Disclosure of Invention

Embodiments herein relate to hydraulically or pneumatically actuated diaphragm pumps. The improvements described herein can be applied to any diaphragm pump or fluid delivery system that uses a first fluid to control the movement of a diaphragm in a diaphragm pump to deliver a second fluid to a target recipient.

Two factors are required for the flow rate accuracy of the fluid delivered from the diaphragm pump. The first factor is fluctuations in flow rate. The fluctuation in flow rate is related to the time required to completely empty and fill the pump chamber during each stroke. The second factor is the volumetric accuracy of each pump stroke over time.

In general, even if there is a fluctuation in flow rate, if the averaging period is long enough, the fluctuation in stroke volume tends to average out while maintaining volumetric accuracy of the entire flow. When flow rate accuracy over a short time frame is required, the delivered stroke-to-stroke volume must be very consistent and the fill/drain cycle timing very accurate without fluctuations.

Thus, in summary, the two measures of pump performance are the repeatability of the volume delivered per stroke and the repeatability of emptying and filling the chamber. These key performance characteristics are primarily affected by the degree to which the pump diaphragm interacts with the pump chamber during the fill and drain cycles. If air or liquid on the drive side or pump side becomes trapped or trapped, the repeatability of the delivered volume or the time to empty/fill may be adversely affected.

In contrast to conventional techniques, embodiments herein include modifying one or more interior surfaces of a conventional diaphragm pump to provide more precise delivery of fluid to a target resource (i.e., any type of entity, such as a patient, machine, container, etc.).

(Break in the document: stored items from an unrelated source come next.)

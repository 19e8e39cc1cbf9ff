//! Recursive listing of the distfiles directory.

use super::DistFile;
use std::fs;
use std::io;
use std::path::{Path, PathBuf};
use thiserror::Error;

/// Errors raised by [`scan_distfiles`].
#[derive(Error, Debug)]
pub enum ScanError {
    /// The distfiles directory itself could not be read.
    #[error("cannot read distfiles directory {}", path.display())]
    Unreadable {
        /// Scan root.
        path: PathBuf,
        /// Underlying error.
        #[source]
        source: io::Error,
    },
    /// The scan root exists but is not a directory.
    #[error("{} is not a directory", path.display())]
    NotADirectory {
        /// Scan root.
        path: PathBuf,
    },
}

/// List every regular file below `root` with its size and mtime.
///
/// Entries that vanish or cannot be stat'ed during the walk are logged and
/// skipped. Symlinks are not followed.
///
/// # Errors
///
/// Returns [`ScanError`] if `root` is missing, unreadable or not a directory.
pub fn scan_distfiles(root: &Path) -> Result<Vec<DistFile>, ScanError> {
    let meta = fs::metadata(root).map_err(|source| ScanError::Unreadable {
        path: root.to_path_buf(),
        source,
    })?;
    if !meta.is_dir() {
        return Err(ScanError::NotADirectory {
            path: root.to_path_buf(),
        });
    }
    fs::read_dir(root).map_err(|source| ScanError::Unreadable {
        path: root.to_path_buf(),
        source,
    })?;

    let mut files = Vec::new();
    for entry in walkdir::WalkDir::new(root).min_depth(1) {
        let entry = match entry {
            Ok(entry) => entry,
            Err(e) => {
                tracing::warn!("skipping unreadable entry: {e}");
                continue;
            }
        };
        if !entry.file_type().is_file() {
            continue;
        }

        let meta = match entry.metadata() {
            Ok(meta) => meta,
            Err(e) => {
                tracing::warn!("cannot stat {}: {e}", entry.path().display());
                continue;
            }
        };
        let modified = match meta.modified() {
            Ok(t) => t,
            Err(e) => {
                tracing::warn!("no mtime for {}: {e}", entry.path().display());
                continue;
            }
        };

        files.push(DistFile {
            path: entry.into_path(),
            modified,
            size: meta.len(),
        });
    }

    tracing::debug!("scanned {} files under {}", files.len(), root.display());
    Ok(files)
}

#[cfg(test)]
mod tests {
    use super::*;
    use tempfile::TempDir;

    #[test]
    fn test_scan_lists_files_recursively() {
        let dir = TempDir::new().unwrap();
        fs::write(dir.path().join("foo-1.0.tar.gz"), b"12345").unwrap();
        fs::create_dir(dir.path().join("git3-src")).unwrap();
        fs::write(dir.path().join("git3-src").join("bar-2.0.tar.gz"), b"1").unwrap();

        let mut files = scan_distfiles(dir.path()).unwrap();
        files.sort_by(|a, b| a.path.cmp(&b.path));

        assert_eq!(files.len(), 2);
        assert_eq!(files[0].path, dir.path().join("foo-1.0.tar.gz"));
        assert_eq!(files[0].size, 5);
        assert_eq!(files[1].path, dir.path().join("git3-src").join("bar-2.0.tar.gz"));
    }

    #[test]
    fn test_missing_root_is_an_error() {
        let dir = TempDir::new().unwrap();
        let err = scan_distfiles(&dir.path().join("absent")).unwrap_err();
        assert!(matches!(err, ScanError::Unreadable { .. }));
    }

    #[test]
    fn test_file_root_is_an_error() {
        let dir = TempDir::new().unwrap();
        let file = dir.path().join("plain");
        fs::write(&file, b"").unwrap();
        let err = scan_distfiles(&file).unwrap_err();
        assert!(matches!(err, ScanError::NotADirectory { .. }));
    }

    #[test]
    fn test_empty_directory() {
        let dir = TempDir::new().unwrap();
        assert!(scan_distfiles(dir.path()).unwrap().is_empty());
    }
}
//! `kmu clean`: prune superseded distfiles.

use super::Context;
use crate::ui::format_size;
use crate::ui::render::plan_lines;
use anyhow::{Context as _, Result};
use kmu_core::distfiles::{
    ApplyReport, CleanupPlanner, ReservationFilter, apply, scan_distfiles,
};
use std::path::Path;

/// What [`clean`] did.
#[derive(Debug)]
pub enum CleanOutcome {
    /// No duplicates and no failed fetches.
    NothingToDo,
    /// `--dry-run`: the plan was printed, nothing removed.
    DryRun { planned: usize, reclaimable: u64 },
    /// The user refused.
    Declined,
    /// Removal ran; see the report for partial failures.
    Applied(ApplyReport),
}

/// Scan `root`, plan which archives to drop, confirm and remove them.
pub fn clean(ctx: &Context, root: &Path) -> Result<CleanOutcome> {
    ctx.reporter.section("Scanning distfiles");
    let files = scan_distfiles(root)
        .with_context(|| format!("Failed to scan {}", root.display()))?;
    ctx.reporter
        .info(&format!("{} files in {}", files.len(), root.display()));

    let filter = ReservationFilter::new(ctx.config.reserved.iter().cloned());
    let planner = CleanupPlanner::new(ctx.config.index_capacity, ctx.config.index_growth);
    let plan = planner
        .plan(files, |path: &Path| filter.is_reserved(path))
        .context("Failed to plan cleanup")?;

    if plan.is_empty() {
        ctx.reporter.success("Nothing to clean");
        return Ok(CleanOutcome::NothingToDo);
    }

    for line in plan_lines(&plan, root) {
        ctx.reporter.detail(&line);
    }

    if ctx.dry_run {
        return Ok(CleanOutcome::DryRun {
            planned: plan.delete_count(),
            reclaimable: plan.reclaimable_bytes(),
        });
    }

    if !ctx.confirm(&format!(
        "Delete {} files ({})?",
        plan.delete_count(),
        format_size(plan.reclaimable_bytes())
    )) {
        return Ok(CleanOutcome::Declined);
    }

    let report = apply(&plan, false);
    for path in &report.missing {
        ctx.reporter
            .warning(&format!("{} was already gone", path.display()));
    }
    for (path, err) in &report.failed {
        ctx.reporter
            .error(&format!("Could not remove {}: {err}", path.display()));
    }
    ctx.reporter.success(&format!(
        "Removed {} files, freed {}",
        report.removed.len(),
        format_size(report.freed_bytes)
    ));
    Ok(CleanOutcome::Applied(report))
}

More particularly, one embodiment herein includes an apparatus comprising a flexible membrane and a chamber wall. The combination of the chamber wall and the flexible membrane define a pump chamber. In one embodiment, the inner surface of the chamber wall comprises a channel surface region and a non-channel surface region.

During operation, such as during delivery of fluid from a pump chamber to a corresponding recipient, the pump control resource applies a respective pressure to the flexible membrane to expel fluid in the pump chamber through the respective opening to the discharge port. If the channel-surface region and the non-channel-surface region are provided on the pump chamber wall (which may be rigid), the application of positive pressure eventually causes the face (damping) of the flexible membrane to come into contact with the non-channel-surface region on the chamber wall at or near the end of the respective pump stroke. To re-fill the chamber, the controller applies a negative pressure to the flexible membrane. The negative pressure causes the face of the flexible membrane to be pulled away from the non-channel surface area of the chamber wall, causing the fluid chamber to be refilled with fluid. The presence of the channel surface region extending from the opening along the chamber wall ensures that the face of the flexible membrane does not stick unnecessarily (due to residual suction) to the inner surface of the chamber wall. In other words, the channel surface area provided on the rigid inner surface of the chamber of the diaphragm pump as described herein helps to distribute the release pressure from the opening along the inner surface of the pump chamber wall.

By including channel surface area within the non-channel surface area within the pump chamber, in contrast to conventional techniques, more accurate volume delivery is provided for each stroke of filling and subsequently emptying the pump chamber.

As discussed further below, it should be noted that any suitable surface or surfaces in the pump chamber may be modified according to embodiments herein. For example, instead of modifying the respective inner surfaces of the chamber walls (i.e., the surfaces in the pump chamber opposite the faces of the flexible membrane), the faces of the flexible membrane may be modified to include a channel surface region and a non-channel surface region.

According to further embodiments, if desired, both the inner surface of the chamber wall and the face of the flexible membrane may be modified to include a channel surface region and a non-channel surface region as described herein.

As noted above, the presence of the channel surface region helps to mitigate residual suction of the face of the flexible membrane on the inner surface of the chamber wall during the fluid delivery stroke.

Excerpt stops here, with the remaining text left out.